It’s been a tremendous start to the transfer window at Craven Cottage. We have our new starting goalkeeper in Maarten Stekelenburg and a new starting centre back in Fernando Amorebieta, while Derek Boateng has joined to provide much needed central midfield depth and Sascha Riether has completed his permanent transfer at right back. The benefit of getting all this shopping done early in the window, more time to focus on what we really need; a new midfield maestro.

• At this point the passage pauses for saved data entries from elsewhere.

//! Field mapping catalog.
//!
//! Pure translation from a source [`FieldDescriptor`] to the [`TargetField`]
//! the async runtime understands. The mapping is a `match` over the closed
//! [`FieldKind`] set, so adding a kind forces a decision here.

use raphael_core::field::{FieldDefault, FieldDescriptor, FieldKind};

/// Default length for e-mail fields without a declared max length.
pub const EMAIL_MAX_LENGTH: u32 = 254;
/// Default length for URL fields without a declared max length.
pub const URL_MAX_LENGTH: u32 = 200;
/// Default length for slug fields without a declared max length.
pub const SLUG_MAX_LENGTH: u32 = 50;
/// Fallback for bounded strings declared without a length.
pub const CHAR_MAX_LENGTH: u32 = 255;
/// Fallback decimal precision (total digits, digits after the point).
pub const DECIMAL_FALLBACK: (u8, u8) = (10, 0);

/// Storage type of a shadow-model field.
#[derive(Debug, Clone, Copy, PartialEq, Eq)]
pub enum TargetType {
    SmallInt,
    Int,
    BigInt,
    /// Bounded string of at most `max_length` characters.
    Char { max_length: u32 },
    Text,
    Float,
    Decimal { max_digits: u8, decimal_places: u8 },
    Boolean,
    Datetime,
    Date,
    Time,
    Uuid,
    Json,
    Binary,
}

/// Full specification of a shadow-model field.
#[derive(Debug, Clone, PartialEq)]
pub struct TargetField {
    pub ty: TargetType,
    pub primary_key: bool,
    /// Key value is assigned by the backend (auto-increment).
    pub generated: bool,
    pub nullable: bool,
    pub default: Option<FieldDefault>,
    pub auto_now: bool,
    pub auto_now_add: bool,
}

impl TargetField {
    /// A plain, non-key field of the given type.
    pub const fn new(ty: TargetType) -> Self {
        Self {
            ty,
            primary_key: false,
            generated: false,
            nullable: false,
            default: None,
            auto_now: false,
            auto_now_add: false,
        }
    }

    /// A primary key of the given type.
    pub const fn primary_key(ty: TargetType, generated: bool) -> Self {
        let mut field = Self::new(ty);
        field.primary_key = true;
        field.generated = generated;
        field
    }

    /// Whether the backend fills this field when the caller leaves it unset.
    pub const fn has_backend_value(&self) -> bool {
        self.generated || self.default.is_some() || self.auto_now || self.auto_now_add
    }
}

/// Map one source field to its shadow specification.
///
/// Returns `None` for kinds with no shadow counterpart; such fields are left
/// out of the shadow model rather than treated as errors.
pub fn map_field(source: &FieldDescriptor) -> Option<TargetField> {
    if source.primary_key {
        return Some(map_primary_key(source.kind));
    }

    let ty = match source.kind {
        FieldKind::Char => TargetType::Char {
            max_length: source.max_length.unwrap_or(CHAR_MAX_LENGTH),
        },
        FieldKind::Email => TargetType::Char {
            max_length: source.max_length.unwrap_or(EMAIL_MAX_LENGTH),
        },
        FieldKind::Url => TargetType::Char {
            max_length: source.max_length.unwrap_or(URL_MAX_LENGTH),
        },
        FieldKind::Slug => TargetType::Char {
            max_length: source.max_length.unwrap_or(SLUG_MAX_LENGTH),
        },
        FieldKind::Text => TargetType::Text,
        FieldKind::Integer | FieldKind::PositiveInteger | FieldKind::Auto => TargetType::Int,
        FieldKind::BigInteger | FieldKind::BigAuto => TargetType::BigInt,
        FieldKind::SmallInteger | FieldKind::PositiveSmallInteger | FieldKind::SmallAuto => {
            TargetType::SmallInt
        }
        FieldKind::Float => TargetType::Float,
        FieldKind::Decimal => TargetType::Decimal {
            max_digits: source.max_digits.unwrap_or(DECIMAL_FALLBACK.0),
            decimal_places: source.decimal_places.unwrap_or(DECIMAL_FALLBACK.1),
        },
        FieldKind::Boolean => TargetType::Boolean,
        FieldKind::DateTime => TargetType::Datetime,
        FieldKind::Date => TargetType::Date,
        FieldKind::Time => TargetType::Time,
        FieldKind::Uuid => TargetType::Uuid,
        FieldKind::Json => TargetType::Json,
        FieldKind::Binary => TargetType::Binary,
        FieldKind::Duration
        | FieldKind::ForeignKey
        | FieldKind::File
        | FieldKind::IpAddress => return None,
    };

    let mut field = TargetField::new(ty);
    field.nullable = source.nullable;
    field.default = source.default;

    match source.kind {
        FieldKind::Boolean if field.default.is_none() => {
            field.default = Some(FieldDefault::Bool(false));
        }
        FieldKind::DateTime | FieldKind::Date => {
            field.auto_now = source.auto_now;
            field.auto_now_add = source.auto_now_add;
        }
        _ => {}
    }

    Some(field)
}

fn map_primary_key(kind: FieldKind) -> TargetField {
    match kind {
        FieldKind::BigAuto | FieldKind::BigInteger => {
            TargetField::primary_key(TargetType::BigInt, true)
        }
        FieldKind::Auto | FieldKind::Integer => TargetField::primary_key(TargetType::Int, true),
        FieldKind::Uuid => TargetField::primary_key(TargetType::Uuid, true),
        _ => TargetField::primary_key(TargetType::Int, true),
    }
}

The problem with writing a scouting report on possible midfielders is that there’s just so many out there. Finding a gifted Premiership central midfielder can be a bit like finding a needle in a haystack. Midfielders can be scouted at length, yet until they get their chance in the middle of a Premiership pitch it is hard to know how they’ll fare.
Marcel Gecov was an emerging star at the European Under 21 championships in 2011 yet he failed to last a year in England. At the other end of the spectrum, Mousa Dembele was signed as a young, lively and somewhat raw winger, yet has gone on to become one of the league’s best and most dynamic central midfielders, and the one we’re still trying to replace.
So here below are a few of the midfielders who could potentially help solve our problems in the middle of the park:
Vive La France
Whether it’s the 3 Michelin starred gastronomic temples of Paris or the wine aisles of Carrefour in Calais, our Gallic neighbours seem to produce something for everyone and its no different when it comes to midfielders.
A move for Toulouse midfielder Capoue is not out of the question for Fulham this summer. The 24 year old is represented by Martin Jol’s agent Mino Raiola, who has a history of doing business with Fulham over Jol’s tenure. With 6 French caps to his name, Capoue is a lung-busting midfielder who scored 7 goals in Ligue 1 last season; previously linked to Arsenal, he had formed an intimidating partnership with Moussa Sissoko before his move to Newcastle in January. A price-tag of over £10m would likely be required to bring Capoue from France but he’d be the perfect addition to the Whites midfield this off-season. Not the creative tour de force we’re after, but St Etienne’s Joshua Guilavogui is another Ligue 1 player to watch, the 22 year old was an ever present in Les Verts run to a Europa League spot.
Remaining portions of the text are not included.